Examples of major global corporations utilizing these commitments include Samsung (electronics), Toyota (automotive), HSBC and Prudential (finance & insurance), all of which have successfully expanded their operations in Vietnam.
1.2 Positive Impacts of TRIMS on FDI Activities:
- Transparency and investment liberalization: FDI enterprises are no longer subject to deep state intervention in production processes. For example, requirements to use local materials or meet export ratios for incentives are no longer enforced.

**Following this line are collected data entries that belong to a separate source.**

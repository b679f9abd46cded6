use std::fmt::{self, Debug, Display, Formatter};
use std::hash::{BuildHasher, Hasher};
use std::mem;
use std::num::NonZeroUsize;

use tracing::{debug, trace, warn};

use super::chain::{self, Chain, CopyFn, Entry};
use super::{AllocFailed, IntoKeys, IntoValues, Iter, Keys, Values, ValuesMut};
use crate::collections::hash::Djb2State;

/// The number of buckets used by [`StringMap::new`].
pub const DEFAULT_BUCKETS: NonZeroUsize = match NonZeroUsize::new(100) {
    Some(count) => count,
    None => unreachable!(),
};

/// A map of owned string keys to owned string values, using separate chaining.
///
/// Each key is hashed to one of a fixed number of buckets, each holding a singly linked chain of
/// the entries that share it. The number of buckets is chosen at construction and never changes,
/// the map doesn't resize. Once [`len`](StringMap::len) exceeds
/// [`bucket_count`](StringMap::bucket_count), chains grow and lookups degrade towards linear
/// scans. Pick a bucket count suited to the expected number of keys.
///
/// Every allocation is fallible. Operations which might allocate return
/// `Result<_, AllocFailed>` and leave the map untouched on failure.
///
/// # Time Complexity
/// For this analysis of time complexity, variables are defined as follows:
/// - `n`: The number of entries in the StringMap.
/// - `b`: The number of buckets.
/// - `c`: The length of the chain that the key hashes to, `n / b` on average.
///
/// | Method | Complexity |
/// |-|-|
/// | `len` | `O(1)` |
/// | `insert` | `O(c)` |
/// | `get` | `O(c)` |
/// | `contains` | `O(c)` |
/// | `remove` | `O(c)` |
/// | `keys` / `iter` | `O(n + b)` |
/// | `clear` | `O(n + b)` |
pub struct StringMap<B: BuildHasher = Djb2State> {
    pub(crate) buckets: Box<[Chain]>,
    pub(crate) len: usize,
    pub(crate) hasher: B,
    /// Set once entries first outnumber buckets, so that the crossing is only logged once.
    pub(crate) degraded: bool,
}

impl StringMap<Djb2State> {
    /// Creates a new, empty StringMap with [`DEFAULT_BUCKETS`] buckets, hashing with djb2.
    pub fn new() -> Result<StringMap<Djb2State>, AllocFailed> {
        StringMap::with_buckets_and_hasher(DEFAULT_BUCKETS, Djb2State)
    }

    /// Creates a new, empty StringMap with the provided number of `buckets`, hashing with djb2.
    pub fn with_buckets(buckets: NonZeroUsize) -> Result<StringMap<Djb2State>, AllocFailed> {
        StringMap::with_buckets_and_hasher(buckets, Djb2State)
    }
}

impl<B: BuildHasher> StringMap<B> {
    /// Creates a new, empty StringMap with [`DEFAULT_BUCKETS`] buckets and the provided `hasher`.
    pub fn with_hasher(hasher: B) -> Result<StringMap<B>, AllocFailed> {
        StringMap::with_buckets_and_hasher(DEFAULT_BUCKETS, hasher)
    }

    /// Creates a new, empty StringMap with the provided number of `buckets` and `hasher`.
    ///
    /// # Errors
    /// Returns [`AllocFailed`] if the bucket array can't be allocated, including when its size in
    /// bytes would overflow.
    pub fn with_buckets_and_hasher(
        buckets: NonZeroUsize,
        hasher: B,
    ) -> Result<StringMap<B>, AllocFailed> {
        let count = buckets.get();

        let mut chains = Vec::new();
        chains.try_reserve_exact(count).map_err(report("create"))?;
        chains.resize_with(count, Chain::new);

        Ok(StringMap {
            buckets: chains.into_boxed_slice(),
            len: 0,
            hasher,
            degraded: false,
        })
    }

    /// Returns the number of entries in the StringMap.
    pub const fn len(&self) -> usize {
        self.len
    }

    /// Returns true if the StringMap contains no entries.
    pub const fn is_empty(&self) -> bool {
        self.len() == 0
    }

    /// Returns the number of buckets, fixed at construction.
    pub fn bucket_count(&self) -> usize {
        self.buckets.len()
    }

    /// Returns the average chain length. Values above 1 mean that lookups are scanning chains
    /// rather than finding keys straight away.
    pub fn load_factor(&self) -> f64 {
        self.len as f64 / self.bucket_count() as f64
    }

    /// Returns a reference to the hasher used by the StringMap.
    pub const fn hasher(&self) -> &B {
        &self.hasher
    }

    /// Inserts the provided `key`-`value` pair, copying both. If the key was already present, its
    /// value is replaced in place and the previous value is returned.
    ///
    /// New keys are linked in at the head of their chain.
    ///
    /// # Errors
    /// Returns [`AllocFailed`] if the copies can't be allocated. When this happens, the StringMap
    /// is unchanged: a replaced value is kept and no new entry is linked in.
    pub fn insert(&mut self, key: &str, value: &str) -> Result<Option<String>, AllocFailed> {
        self.insert_with(key, value, chain::try_copy)
    }

    /// As [`StringMap::insert`], but copying the strings with `copy`.
    pub(crate) fn insert_with(
        &mut self,
        key: &str,
        value: &str,
        copy: CopyFn,
    ) -> Result<Option<String>, AllocFailed> {
        let index = self.index_for(key);

        if let Some(existing) = self.buckets[index].find_mut(key) {
            // Allocate before touching the entry, so that a failure leaves the old value in place.
            let value = copy(value).map_err(report("insert"))?;
            trace!(bucket = index, "replaced value");
            return Ok(Some(mem::replace(&mut existing.value, value)));
        }

        let entry = Entry::try_new_with(key, value, copy).map_err(report("insert"))?;
        self.buckets[index].push_front(entry);
        self.len += 1;
        trace!(bucket = index, len = self.len, "inserted entry");

        if !self.degraded && self.len > self.bucket_count() {
            self.degraded = true;
            debug!(
                len = self.len,
                buckets = self.bucket_count(),
                "entries now outnumber buckets, lookups will scan chains"
            );
        }

        Ok(None)
    }

    /// Returns the entry for the provided `key` as a key-value pair or None if there is no entry.
    pub fn get_entry(&self, key: &str) -> Option<(&str, &str)> {
        let entry = self.buckets[self.index_for(key)].find(key)?;
        Some((entry.key.as_str(), entry.value.as_str()))
    }

    /// Returns the value associated with the provided `key` or None if the map contains no value
    /// for `key`.
    pub fn get(&self, key: &str) -> Option<&str> {
        self.get_entry(key).map(|(_, v)| v)
    }

    /// Returns a mutable reference to the value associated with the provided `key` or None if the
    /// map contains no value for `key`.
    pub fn get_mut(&mut self, key: &str) -> Option<&mut String> {
        let index = self.index_for(key);
        self.buckets[index].find_mut(key).map(|e| &mut e.value)
    }

    /// Returns true if there is a value associated with the provided `key`.
    pub fn contains(&self, key: &str) -> bool {
        self.get_entry(key).is_some()
    }

    /// Removes the entry associated with `key`, returning it if it exists.
    pub fn remove_entry(&mut self, key: &str) -> Option<(String, String)> {
        let index = self.index_for(key);
        let removed = self.buckets[index].unlink(key)?;
        self.len -= 1;
        trace!(bucket = index, len = self.len, "removed entry");

        let Entry { key, value, .. } = *removed;
        Some((key, value))
    }

    /// Removes the entry associated with `key`, returning the value if it exists. None means that
    /// there was nothing to remove and the map is unchanged.
    pub fn remove(&mut self, key: &str) -> Option<String> {
        self.remove_entry(key).map(|(_, v)| v)
    }

    /// Removes every entry, keeping the bucket array.
    pub fn clear(&mut self) {
        for chain in self.buckets.iter_mut() {
            *chain = Chain::new();
        }
        self.len = 0;
        self.degraded = false;
    }

    /// Returns an iterator over all key-value pairs in the StringMap, as references.
    pub fn iter(&self) -> Iter<'_> {
        self.into_iter()
    }

    /// Returns an iterator over all keys in the StringMap. Every key appears exactly once, in no
    /// guaranteed order.
    pub fn keys(&self) -> Keys<'_> {
        Keys(self.iter())
    }

    /// Copies every key into a new Vec, in the same order as [`keys`](StringMap::keys).
    ///
    /// # Errors
    /// Returns [`AllocFailed`] if the Vec or any of the copies can't be allocated.
    pub fn keys_owned(&self) -> Result<Vec<String>, AllocFailed> {
        let mut keys = Vec::new();
        keys.try_reserve_exact(self.len).map_err(report("keys_owned"))?;

        for key in self.keys() {
            keys.push(chain::try_copy(key).map_err(report("keys_owned"))?);
        }

        Ok(keys)
    }

    /// Consumes self and returns an iterator over all contained keys.
    pub fn into_keys(self) -> IntoKeys {
        IntoKeys(self.into_iter())
    }

    /// Returns an iterator over all values in the StringMap, as references.
    pub fn values(&self) -> Values<'_> {
        Values(self.iter())
    }

    /// Returns an iterator over all values in the StringMap, as mutable references.
    pub fn values_mut(&mut self) -> ValuesMut<'_> {
        ValuesMut(self.into_iter())
    }

    /// Consumes self and returns an iterator over all contained values.
    pub fn into_values(self) -> IntoValues {
        IntoValues(self.into_iter())
    }

    /// Returns an iterator over the length of every chain, in bucket order.
    pub fn chain_lens(&self) -> impl Iterator<Item = usize> {
        self.buckets.iter().map(Chain::len)
    }
}

impl<B: BuildHasher> StringMap<B> {
    /// Calculates the bucket for `key`. The raw bytes are hashed rather than going through
    /// [`Hash`](std::hash::Hash), which would append a terminator.
    pub(crate) fn index_for(&self, key: &str) -> usize {
        let mut hasher = self.hasher.build_hasher();
        hasher.write(key.as_bytes());

        // UNCHECKED: The bucket count is non-zero, and the remainder is less than it so fits in a
        // usize.
        (hasher.finish() % self.bucket_count() as u64) as usize
    }
}

/// Logs a failed allocation for `operation` before converting the error.
fn report<E: Into<AllocFailed>>(operation: &'static str) -> impl FnOnce(E) -> AllocFailed {
    move |error| {
        warn!(operation, "allocation failed, StringMap left unchanged");
        error.into()
    }
}

impl<B: BuildHasher, C: BuildHasher> PartialEq<StringMap<C>> for StringMap<B> {
    /// StringMaps are equal when they contain the same entries, regardless of bucket count or
    /// hasher.
    fn eq(&self, other: &StringMap<C>) -> bool {
        self.len() == other.len()
            && self.iter().all(|(key, value)| other.get(key) == Some(value))
    }
}

impl<B: BuildHasher> Eq for StringMap<B> {}

impl<B: BuildHasher + Debug> Debug for StringMap<B> {
    fn fmt(&self, f: &mut Formatter<'_>) -> fmt::Result {
        f.debug_struct("StringMap")
            .field("buckets", &self.buckets)
            .field("len", &self.len)
            .field("bucket_count", &self.bucket_count())
            .field("hasher", &self.hasher)
            .finish()
    }
}

/// Lists the size and then every non-empty bucket on its own line, with entries in chain order.
/// Keys and values are written as they are, without escaping:
///
/// ```text
/// Size: 2
/// Bucket 3: ["age" => "26"] -> ["name" => "Alice"]
/// ```
impl<B: BuildHasher> Display for StringMap<B> {
    fn fmt(&self, f: &mut Formatter<'_>) -> fmt::Result {
        writeln!(f, "Size: {}", self.len)?;

        for (index, chain) in self.buckets.iter().enumerate() {
            if chain.is_empty() {
                continue;
            }

            write!(f, "Bucket {index}: ")?;
            for (position, entry) in chain.entries().enumerate() {
                if position > 0 {
                    write!(f, " -> ")?;
                }
                write!(f, "[\"{}\" => \"{}\"]", entry.key, entry.value)?;
            }
            writeln!(f)?;
        }

        Ok(())
    }
}
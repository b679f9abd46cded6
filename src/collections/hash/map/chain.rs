use std::fmt::{self, Debug, Formatter};
use std::iter;

use super::AllocFailed;

pub(crate) type Link = Option<Box<Entry>>;

/// A single key-value pair, along with the link to the next entry in its chain.
pub(crate) struct Entry {
    pub key: String,
    pub value: String,
    pub next: Link,
}

/// Produces an owned copy of a string, failing instead of aborting when memory runs out.
pub(crate) type CopyFn = fn(&str) -> Result<String, AllocFailed>;

impl Entry {
    /// Allocates an unlinked entry holding copies of `key` and `value`, made with `copy`. Nothing is
    /// leaked if any of the three allocations fail.
    pub fn try_new_with(key: &str, value: &str, copy: CopyFn) -> Result<Box<Entry>, AllocFailed> {
        let key = copy(key)?;
        let value = copy(value)?;

        Ok(Box::try_new(Entry {
            key,
            value,
            next: None,
        })?)
    }
}

/// Copies `s` into a new String, returning an error rather than aborting if the allocation fails.
pub(crate) fn try_copy(s: &str) -> Result<String, AllocFailed> {
    let mut owned = String::new();
    owned.try_reserve_exact(s.len())?;
    owned.push_str(s);
    Ok(owned)
}

/// The owned head of a singly linked list of entries, one per bucket.
#[derive(Default)]
pub(crate) struct Chain {
    pub head: Link,
}

impl Chain {
    pub const fn new() -> Chain {
        Chain {
            head: None,
        }
    }

    pub const fn is_empty(&self) -> bool {
        self.head.is_none()
    }

    /// Counts the entries in the chain by walking it.
    pub fn len(&self) -> usize {
        self.entries().count()
    }

    /// Links `entry` in as the new head of the chain.
    pub fn push_front(&mut self, mut entry: Box<Entry>) {
        entry.next = self.head.take();
        self.head = Some(entry);
    }

    /// Unlinks and returns the head of the chain, if there is one.
    pub fn pop_front(&mut self) -> Option<Box<Entry>> {
        let mut entry = self.head.take()?;
        self.head = entry.next.take();
        Some(entry)
    }

    pub fn entries(&self) -> impl Iterator<Item = &Entry> {
        iter::successors(self.head.as_deref(), |entry| entry.next.as_deref())
    }

    pub fn find(&self, key: &str) -> Option<&Entry> {
        self.entries().find(|entry| entry.key == key)
    }

    pub fn find_mut(&mut self, key: &str) -> Option<&mut Entry> {
        let mut current = self.head.as_deref_mut();

        while let Some(entry) = current {
            if entry.key == key {
                return Some(entry);
            }
            current = entry.next.as_deref_mut();
        }

        None
    }

    /// Unlinks the entry with the provided `key` and returns it, repairing the link that pointed to
    /// it (the head included).
    pub fn unlink(&mut self, key: &str) -> Option<Box<Entry>> {
        // cursor always points at the link that would need to be rewritten.
        let mut cursor = &mut self.head;

        while cursor.as_ref().is_some_and(|entry| entry.key != key) {
            cursor = &mut cursor.as_mut()?.next;
        }

        let mut removed = cursor.take()?;
        *cursor = removed.next.take();
        Some(removed)
    }
}

// The default drop would recurse once per entry through the boxes, so long chains could overflow
// the stack.
impl Drop for Chain {
    fn drop(&mut self) {
        let mut link = self.head.take();
        while let Some(mut entry) = link {
            link = entry.next.take();
        }
    }
}

impl Debug for Chain {
    fn fmt(&self, f: &mut Formatter<'_>) -> fmt::Result {
        f.debug_map()
            .entries(self.entries().map(|entry| (&entry.key, &entry.value)))
            .finish()
    }
}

- Fair competition aligned with global supply chains: FDI enterprises are free to source materials for production without having to obtain prior approval from competent authorities.
- Reduced legal risks: Compliance with TRIMS means investors are not forced into unfavorable local supply contracts or bound by non-market-based incentives.
- Incentives linked to sectors and locations: After TRIMS, investment incentives are based on business sectors or geographical areas rather than trade-related conditions.
2. Commitments in Free Trade Agreements (FTAs):
2.1 Notable FTAs:
Vietnam is a member of over 15 FTAs, including prominent ones such as:
- CPTPP (Comprehensive and Progressive Agreement for Trans-Pacific Partnership)
- EVFTA (EU-Vietnam Free Trade Agreement)
- RCEP (Regional Comprehensive Economic Partnership)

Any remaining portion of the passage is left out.